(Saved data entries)
__________

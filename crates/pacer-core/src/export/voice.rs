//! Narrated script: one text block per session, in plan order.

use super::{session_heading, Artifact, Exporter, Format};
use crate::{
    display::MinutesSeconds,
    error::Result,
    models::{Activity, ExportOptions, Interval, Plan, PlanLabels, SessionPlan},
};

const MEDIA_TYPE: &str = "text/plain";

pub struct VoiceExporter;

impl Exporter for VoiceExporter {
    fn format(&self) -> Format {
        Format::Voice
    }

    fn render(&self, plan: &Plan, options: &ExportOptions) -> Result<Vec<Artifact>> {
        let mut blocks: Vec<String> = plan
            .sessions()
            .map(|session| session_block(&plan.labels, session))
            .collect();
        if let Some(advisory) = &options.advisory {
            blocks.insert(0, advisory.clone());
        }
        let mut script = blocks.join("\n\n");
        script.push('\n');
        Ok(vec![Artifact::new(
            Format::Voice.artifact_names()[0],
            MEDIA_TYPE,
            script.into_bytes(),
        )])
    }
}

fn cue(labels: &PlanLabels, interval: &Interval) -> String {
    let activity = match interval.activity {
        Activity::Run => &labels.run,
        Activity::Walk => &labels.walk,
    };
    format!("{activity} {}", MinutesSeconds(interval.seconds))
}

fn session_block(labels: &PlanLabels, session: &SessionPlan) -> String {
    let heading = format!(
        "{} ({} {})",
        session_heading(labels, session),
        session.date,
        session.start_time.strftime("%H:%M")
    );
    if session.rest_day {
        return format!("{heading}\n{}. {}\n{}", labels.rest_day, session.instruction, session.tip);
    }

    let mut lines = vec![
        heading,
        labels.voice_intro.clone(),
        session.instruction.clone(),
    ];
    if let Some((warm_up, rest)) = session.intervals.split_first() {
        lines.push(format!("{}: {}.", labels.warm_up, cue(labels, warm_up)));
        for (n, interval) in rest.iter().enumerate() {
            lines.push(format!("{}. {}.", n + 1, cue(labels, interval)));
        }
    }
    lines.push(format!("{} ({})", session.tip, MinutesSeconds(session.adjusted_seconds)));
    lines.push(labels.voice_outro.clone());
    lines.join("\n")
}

__________

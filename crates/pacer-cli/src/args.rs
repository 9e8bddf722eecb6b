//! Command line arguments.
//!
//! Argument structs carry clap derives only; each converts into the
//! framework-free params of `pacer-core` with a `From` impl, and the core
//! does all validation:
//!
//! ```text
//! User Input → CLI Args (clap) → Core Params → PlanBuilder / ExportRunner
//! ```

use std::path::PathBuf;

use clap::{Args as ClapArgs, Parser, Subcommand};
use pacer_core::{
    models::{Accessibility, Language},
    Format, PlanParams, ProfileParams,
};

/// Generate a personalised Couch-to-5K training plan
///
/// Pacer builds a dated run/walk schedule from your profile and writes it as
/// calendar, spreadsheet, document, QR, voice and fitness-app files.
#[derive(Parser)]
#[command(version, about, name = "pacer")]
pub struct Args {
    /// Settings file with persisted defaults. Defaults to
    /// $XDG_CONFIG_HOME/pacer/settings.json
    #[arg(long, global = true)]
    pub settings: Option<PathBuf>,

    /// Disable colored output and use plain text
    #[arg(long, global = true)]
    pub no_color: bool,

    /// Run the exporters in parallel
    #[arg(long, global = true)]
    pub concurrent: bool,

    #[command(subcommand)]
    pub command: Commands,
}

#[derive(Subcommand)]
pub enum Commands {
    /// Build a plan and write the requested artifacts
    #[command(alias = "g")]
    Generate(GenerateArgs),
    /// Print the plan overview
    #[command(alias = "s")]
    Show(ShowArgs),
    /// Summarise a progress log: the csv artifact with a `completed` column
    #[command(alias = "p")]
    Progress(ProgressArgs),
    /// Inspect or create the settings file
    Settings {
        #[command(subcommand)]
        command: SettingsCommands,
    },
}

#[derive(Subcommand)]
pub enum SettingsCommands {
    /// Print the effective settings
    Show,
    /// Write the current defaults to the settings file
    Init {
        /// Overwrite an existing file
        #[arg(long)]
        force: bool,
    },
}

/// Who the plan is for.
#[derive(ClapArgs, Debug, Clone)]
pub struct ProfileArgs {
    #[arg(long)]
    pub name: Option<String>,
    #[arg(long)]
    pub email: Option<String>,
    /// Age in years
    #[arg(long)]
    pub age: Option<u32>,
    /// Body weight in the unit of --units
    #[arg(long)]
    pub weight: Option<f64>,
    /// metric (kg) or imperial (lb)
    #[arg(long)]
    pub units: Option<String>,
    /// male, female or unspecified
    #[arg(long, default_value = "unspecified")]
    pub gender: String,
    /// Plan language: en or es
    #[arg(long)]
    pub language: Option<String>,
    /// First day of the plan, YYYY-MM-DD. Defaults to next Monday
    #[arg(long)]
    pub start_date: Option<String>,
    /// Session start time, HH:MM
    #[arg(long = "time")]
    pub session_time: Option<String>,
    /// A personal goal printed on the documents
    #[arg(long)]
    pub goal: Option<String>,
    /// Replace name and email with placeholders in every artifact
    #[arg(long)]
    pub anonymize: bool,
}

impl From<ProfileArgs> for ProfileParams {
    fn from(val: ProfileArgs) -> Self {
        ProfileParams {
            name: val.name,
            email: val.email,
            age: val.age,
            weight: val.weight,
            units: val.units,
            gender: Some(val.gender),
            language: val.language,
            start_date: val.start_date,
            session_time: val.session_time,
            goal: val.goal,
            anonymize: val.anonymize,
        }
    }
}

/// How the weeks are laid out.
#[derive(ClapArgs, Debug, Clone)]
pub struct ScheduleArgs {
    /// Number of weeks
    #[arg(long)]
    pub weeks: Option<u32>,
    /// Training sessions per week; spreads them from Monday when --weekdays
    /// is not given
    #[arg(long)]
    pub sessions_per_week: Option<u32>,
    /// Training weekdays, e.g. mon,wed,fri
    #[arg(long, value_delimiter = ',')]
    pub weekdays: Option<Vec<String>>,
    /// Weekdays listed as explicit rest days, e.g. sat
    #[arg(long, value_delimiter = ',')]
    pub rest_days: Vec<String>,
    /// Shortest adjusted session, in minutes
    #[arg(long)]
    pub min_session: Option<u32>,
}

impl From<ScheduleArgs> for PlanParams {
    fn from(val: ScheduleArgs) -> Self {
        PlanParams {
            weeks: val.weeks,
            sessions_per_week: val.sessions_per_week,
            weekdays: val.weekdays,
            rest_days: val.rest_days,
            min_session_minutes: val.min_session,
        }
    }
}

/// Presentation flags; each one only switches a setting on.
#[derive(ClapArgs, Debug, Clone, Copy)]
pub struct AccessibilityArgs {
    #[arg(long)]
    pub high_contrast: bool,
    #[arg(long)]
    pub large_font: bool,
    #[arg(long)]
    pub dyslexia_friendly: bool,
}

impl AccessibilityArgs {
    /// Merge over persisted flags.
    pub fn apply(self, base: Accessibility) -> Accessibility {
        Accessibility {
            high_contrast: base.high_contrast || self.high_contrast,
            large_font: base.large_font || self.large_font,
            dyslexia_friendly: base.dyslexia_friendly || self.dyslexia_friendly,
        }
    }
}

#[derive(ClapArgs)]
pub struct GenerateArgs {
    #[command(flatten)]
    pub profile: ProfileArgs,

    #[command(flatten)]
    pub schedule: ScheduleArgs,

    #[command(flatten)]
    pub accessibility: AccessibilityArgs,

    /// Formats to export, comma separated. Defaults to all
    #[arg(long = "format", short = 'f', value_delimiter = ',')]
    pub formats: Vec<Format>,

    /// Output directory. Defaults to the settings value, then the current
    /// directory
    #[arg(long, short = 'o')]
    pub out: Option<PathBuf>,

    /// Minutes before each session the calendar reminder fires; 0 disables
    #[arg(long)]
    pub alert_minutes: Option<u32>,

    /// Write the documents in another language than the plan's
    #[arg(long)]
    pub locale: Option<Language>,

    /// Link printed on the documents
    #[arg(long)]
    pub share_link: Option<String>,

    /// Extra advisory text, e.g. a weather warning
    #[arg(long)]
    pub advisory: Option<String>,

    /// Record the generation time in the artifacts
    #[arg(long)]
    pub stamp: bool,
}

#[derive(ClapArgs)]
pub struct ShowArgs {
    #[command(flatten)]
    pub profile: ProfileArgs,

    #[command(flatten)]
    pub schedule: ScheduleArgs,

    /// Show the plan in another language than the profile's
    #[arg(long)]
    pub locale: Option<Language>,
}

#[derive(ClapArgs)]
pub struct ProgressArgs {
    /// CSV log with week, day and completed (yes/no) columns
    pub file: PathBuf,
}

__________

_TASK STATEMENT_
Set down, unchanged, only those lines above that fall between the line with "filename crates/pacer-core/src/export/voice.rs" and the line with "let mut blocks: Vec<String> = plan", the two end lines included.

_OUTPUT FOR THIS EXERCISE_
filename crates/pacer-core/src/export/voice.rs
//! Narrated script: one text block per session, in plan order.

use super::{session_heading, Artifact, Exporter, Format};
use crate::{
    display::MinutesSeconds,
    error::Result,
    models::{Activity, ExportOptions, Interval, Plan, PlanLabels, SessionPlan},
};

const MEDIA_TYPE: &str = "text/plain";

pub struct VoiceExporter;

impl Exporter for VoiceExporter {
    fn format(&self) -> Format {
        Format::Voice
    }

    fn render(&self, plan: &Plan, options: &ExportOptions) -> Result<Vec<Artifact>> {
        let mut blocks: Vec<String> = plan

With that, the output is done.